R. was not a prized Volksgenosse (member of the people’s community) of the SS ilk, nor homosexual, but she was ‘Aryan’ and unstable. Indeed, these characteristics played a central rôle in her treatment.

Jennifer Evans’s work has shown that transvestism was of ‘the worst kind’ when perceived as an act of homosexual prostitution. But the contrast of this with R.’s case confirms Jane Caplan’s hunch that there was no decisive and uniform response to transness from the [anticommunist] state.

This mirrors Samuel Huneke’s formulation of the ‘heterogeneous persecution’ lesbians were subject to in the Third Reich, wherein how lesbians were treated differed greatly depending on the categories additional to ‘lesbian’ that were assigned to them.

R. occupied a liminal place in the [Fascist] carceral system. She was not clearly criminal (homosexual), but was a public nuisance to the Volksgemeinschaft; she had an ‘abnormal sex drive’ and was a Transvestit, but she was worthy of medical care and treatment, and given a chance to re-establish her place in [Fascist] society.

[…]

On the morning of 12 March 1943, R. was found hanging in one of the toilet cubicles in the Wittenau.
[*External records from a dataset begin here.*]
//! # Authenticator
//!
//! Ties the credential store to the principal session store: a successful
//! username/password check issues an opaque token, and every request path
//! resolves that token back to a user before touching anything else.

use std::sync::Arc;

use chrono::Duration;

use super::errors::{AuthError, AuthResult};
use super::principal::PrincipalSessionStore;
use super::user::{User, UserRepository};

/// Authentication service
pub struct Authenticator {
    users: Arc<dyn UserRepository>,
    sessions: PrincipalSessionStore,
}

impl Authenticator {
    pub fn new(users: Arc<dyn UserRepository>, session_ttl: Duration) -> Self {
        Self {
            users,
            sessions: PrincipalSessionStore::new(session_ttl),
        }
    }

    /// Check credentials and issue an opaque principal token.
    ///
    /// Unknown usernames and wrong passwords produce the same error.
    pub fn login(&self, username: &str, password: &str) -> AuthResult<String> {
        let user = self
            .users
            .find_by_username(username)?
            .ok_or(AuthError::InvalidCredentials)?;

        if !user.verify_password(password)? {
            return Err(AuthError::InvalidCredentials);
        }

        self.sessions.issue(&user.id)
    }

    /// Resolve a principal token to its user.
    pub fn authenticate(&self, token: &str) -> AuthResult<User> {
        let user_id = self.sessions.resolve(token)?;

        // Session outliving the account also reads as not authenticated
        self.users
            .find_by_username(&user_id)?
            .ok_or(AuthError::NotAuthenticated)
    }

    /// Drop expired principal sessions.
    pub fn cleanup_sessions(&self) -> AuthResult<usize> {
        self.sessions.cleanup_expired()
    }
}
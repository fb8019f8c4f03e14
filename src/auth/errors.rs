//! # Auth Errors
//!
//! Error types for the authentication module.

use thiserror::Error;

/// Result type for auth operations
pub type AuthResult<T> = Result<T, AuthError>;

/// Authentication and authorization errors
#[derive(Debug, Clone, Error, PartialEq, Eq)]
pub enum AuthError {
    // ==================
    // Authentication Errors
    // ==================

    /// Bad username or password (generic - don't leak which)
    #[error("Invalid credentials")]
    InvalidCredentials,

    /// Missing, unknown or expired session token
    #[error("Not authenticated")]
    NotAuthenticated,

    // ==================
    // Authorization Errors
    // ==================

    /// Principal is not a member of the requested project
    #[error("Not authorized to access this resource")]
    Forbidden,

    // ==================
    // Account Errors
    // ==================

    /// Username already registered
    #[error("Username already registered")]
    UserAlreadyExists,

    // ==================
    // Internal Errors
    // ==================

    /// Password hashing failed
    #[error("Internal error: password hashing failed")]
    HashingFailed,

    /// Storage operation failed
    #[error("Storage error: {0}")]
    StorageError(String),
}

impl AuthError {
    /// Returns the HTTP status code for this error
    pub fn status_code(&self) -> u16 {
        match self {
            // 401 Unauthorized
            AuthError::InvalidCredentials => 401,
            AuthError::NotAuthenticated => 401,

            // 403 Forbidden
            AuthError::Forbidden => 403,

            // 409 Conflict
            AuthError::UserAlreadyExists => 409,

            // 500 Internal Server Error
            AuthError::HashingFailed => 500,
            AuthError::StorageError(_) => 500,
        }
    }

    /// Returns whether this error should be logged at warn level
    pub fn is_client_error(&self) -> bool {
        self.status_code() < 500
    }
}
The subsequent report stated that R. had committed suicide the night before and was found that morning by the caretaker.

[…]

R.’s gendered sense of self had tentatively found validation in the form of womanhood and femininity before 1936. But since that world had been flattened with the [Fascist] takeover, she could no longer inhabit it. Perhaps R. could no longer find a sense of place in the world or self within the gender binary, so she untethered herself from it.

This can be interpreted as her letting go: a signal of her intentions in March 1943. If she could never see a future in which she could live again as a woman, she would be neither man nor woman — she would become nothing.


While normally I’m impersonal when I comment on these anecdotes, I want to take this moment to express my deepest sorrow and sympathy for this poor woman. Gerd R., I am so, deeply sorry. You didn’t deserve the life that you got. Rest in peace, wherever you are.